It's been about 15-minutes since you've checked your smartphone. Do your fingers itch to pick it up? You try to resist, but pangs of anxiousness gnaw at you until finally, you give in and check your favorite apps.

It's not just you. Former Google product manager, Tristan Harris, told Anderson Cooper in a recent 60 Minutes interview that Silicon Valley is engineering apps, smartphones, and other devices to get you hooked. Some programmers call it brain hacking: programmed methods of hijacking peoples' minds to form a habit. In response to your behavior, design techniques are embedded inside the products to make smartphones so appealing that you will use them, and other devices, more often.

Most people check their smartphones at least every 15-minutes; even when no notifications have prompted them to pick it up. This habit is so deeply ingrained that it's likely your cortisol levels will rise if you ignore the urge, making you mildly anxious and distracted. Of course, you want to get rid of the anxiety, so you grab your cell phone and immediately feel at peace.

Obviously, having your nose in your smartphone doesn't do much for you socially, but the frequent overload of cortisol caused by anxiety poses a health risk. While we need cortisol, as it has many functions, elevated levels interfere with learning and memory, lower immune function and bone density, increase weight gain, blood pressure, cholesterol, and odds of heart disease. It also increases risk for depression and lowers life expectancy.

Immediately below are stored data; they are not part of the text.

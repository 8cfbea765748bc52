//! The reconciliation loop.
//!
//! A [`Syncer`] periodically lists every source and the store, diffs the two,
//! stamps the changes and upserts them concurrently. One pass is a cycle:
//!
//! ```text
//! tick → fetch sourced ┐
//!        fetch stored  ┴→ diff → stamp → apply → aggregate → log
//! ```
//!
//! Cycles never overlap. A failed cycle is logged and the loop waits for the
//! next tick; only cancellation stops [`Syncer::run`].

use std::sync::Arc;
use std::time::Duration;

use chrono::{DateTime, Utc};
use serde::Serialize;
use tokio::time::{Instant, MissedTickBehavior};
use tokio_util::sync::CancellationToken;

use repo_updater_core::{diff, Diff, Repo};

use crate::apply::apply;
use crate::error::{Cancelled, CycleError, SyncError};
use crate::source::{Source, Sources};
use crate::stamp::stamp;
use crate::store::Store;

/// Longest interval a [`Syncer`] will wait between cycles.
pub const MAX_INTERVAL: Duration = Duration::from_secs(30 * 24 * 60 * 60);

/// Injected time source; one reading per cycle.
pub type Clock = Arc<dyn Fn() -> DateTime<Utc> + Send + Sync>;

/// Wall-clock [`Clock`].
pub fn system_clock() -> Clock {
    Arc::new(Utc::now)
}

/// Summary of one successful cycle.
#[derive(Debug, Clone, PartialEq, Eq, Serialize)]
pub struct SyncReport {
    /// The cycle's `now`, as stamped on every change.
    pub started_at: DateTime<Utc>,
    pub added: usize,
    pub modified: usize,
    pub deleted: usize,
    pub applied: usize,
    pub duration_ms: u128,
}

impl SyncReport {
    pub fn changes(&self) -> usize {
        self.added + self.modified + self.deleted
    }
}

/// Keeps a [`Store`] consistent with a set of [`Source`]s.
#[derive(Clone)]
pub struct Syncer {
    interval: Duration,
    source: Arc<dyn Source>,
    store: Arc<dyn Store>,
    now: Clock,
    max_concurrency: Option<usize>,
}

impl Syncer {
    pub fn new(
        interval: Duration,
        store: Arc<dyn Store>,
        sources: Vec<Arc<dyn Source>>,
        now: Clock,
    ) -> Self {
        Self {
            // tokio intervals must be non-zero, and the first deadline must fit in an Instant.
            interval: interval.clamp(Duration::from_millis(1), MAX_INTERVAL),
            source: Arc::new(Sources::new(sources)),
            store,
            now,
            max_concurrency: None,
        }
    }

    /// Cap the number of upserts in flight per cycle. `None` is unbounded.
    pub fn with_max_concurrency(mut self, limit: Option<usize>) -> Self {
        self.max_concurrency = limit;
        self
    }

    pub fn interval(&self) -> Duration {
        self.interval
    }

    /// Run a cycle every interval until `cancel` fires.
    ///
    /// The first cycle starts one interval after the call. Cancellation is
    /// only observed between cycles; a running cycle always completes.
    pub async fn run(&self, cancel: CancellationToken) -> Cancelled {
        let mut ticks = tokio::time::interval_at(Instant::now() + self.interval, self.interval);
        ticks.set_missed_tick_behavior(MissedTickBehavior::Skip);

        tracing::info!(interval_ms = self.interval.as_millis() as u64, "syncer started");
        loop {
            tokio::select! {
                biased;
                _ = cancel.cancelled() => {
                    tracing::info!("syncer stopping");
                    return Cancelled;
                }
                _ = ticks.tick() => {
                    match self.sync().await {
                        Ok(report) if report.changes() > 0 => tracing::info!(
                            added = report.added,
                            modified = report.modified,
                            deleted = report.deleted,
                            applied = report.applied,
                            duration_ms = report.duration_ms as u64,
                            "sync cycle completed",
                        ),
                        Ok(report) => tracing::debug!(
                            duration_ms = report.duration_ms as u64,
                            "sync cycle completed with no changes",
                        ),
                        Err(err) => tracing::error!(error = %err, "sync cycle failed"),
                    }
                }
            }
        }
    }

    /// Run exactly one cycle.
    pub async fn sync(&self) -> Result<SyncReport, CycleError> {
        let started = Instant::now();
        let planned = self.plan().await?;
        let (added, modified, deleted) = (
            planned.added.len(),
            planned.modified.len(),
            planned.deleted.len(),
        );

        let now = (self.now)();
        let batch = stamp(planned, now);
        let applied = if batch.is_empty() {
            0
        } else {
            let outcomes = apply(self.store.clone(), batch, self.max_concurrency).await;
            SyncError::aggregate(outcomes)?
        };

        Ok(SyncReport {
            started_at: now,
            added,
            modified,
            deleted,
            applied,
            duration_ms: started.elapsed().as_millis(),
        })
    }

    /// Fetch both sides and diff them without applying anything.
    pub async fn plan(&self) -> Result<Diff<Repo>, CycleError> {
        let (sourced, stored) = tokio::join!(self.source.repos(), self.store.repos());
        let sourced = sourced.map_err(CycleError::SourceFetch)?;
        let stored = stored.map_err(CycleError::StoreFetch)?;
        Ok(diff(sourced, stored, Repo::equal))
    }
}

Harris calls the use of brain hacking techniques a race to the bottom of the brain stem. The closer the tech companies can get you to fear, anxiety, and loneliness, the closer they are to winning the race for your frequent attention. Why is it so important? With advertisers spending more than thirty-one-billion-dollars, the aim to please them is high.

Programmers use a playbook of techniques to keep the addiction going, according to Harris. As an example, Snapchat, the app that teens rank as "most important social network," according to a Piper Jaffray report, is keeping teens hooked by design. Snapchat knows that teens don't want to break their streaks--the number of days in a row two people have volleyed photos back and forth. Reportedly this is causing kids such great stress that they give their password to friends to keep the volley going on their behalf when they go on vacation.

Anderson refers to it as an addiction code. With every chance to receive cute emoji's, Facebook likes, retweets, and mentions we are being conditioned by rewards, and thousands of engineers work diligently to update your phone daily to be more and more persuasive.

None of the tech companies contacted by 60 Minutes would return their calls to explain, deny, or justify the supposed brain hacking. What do you think?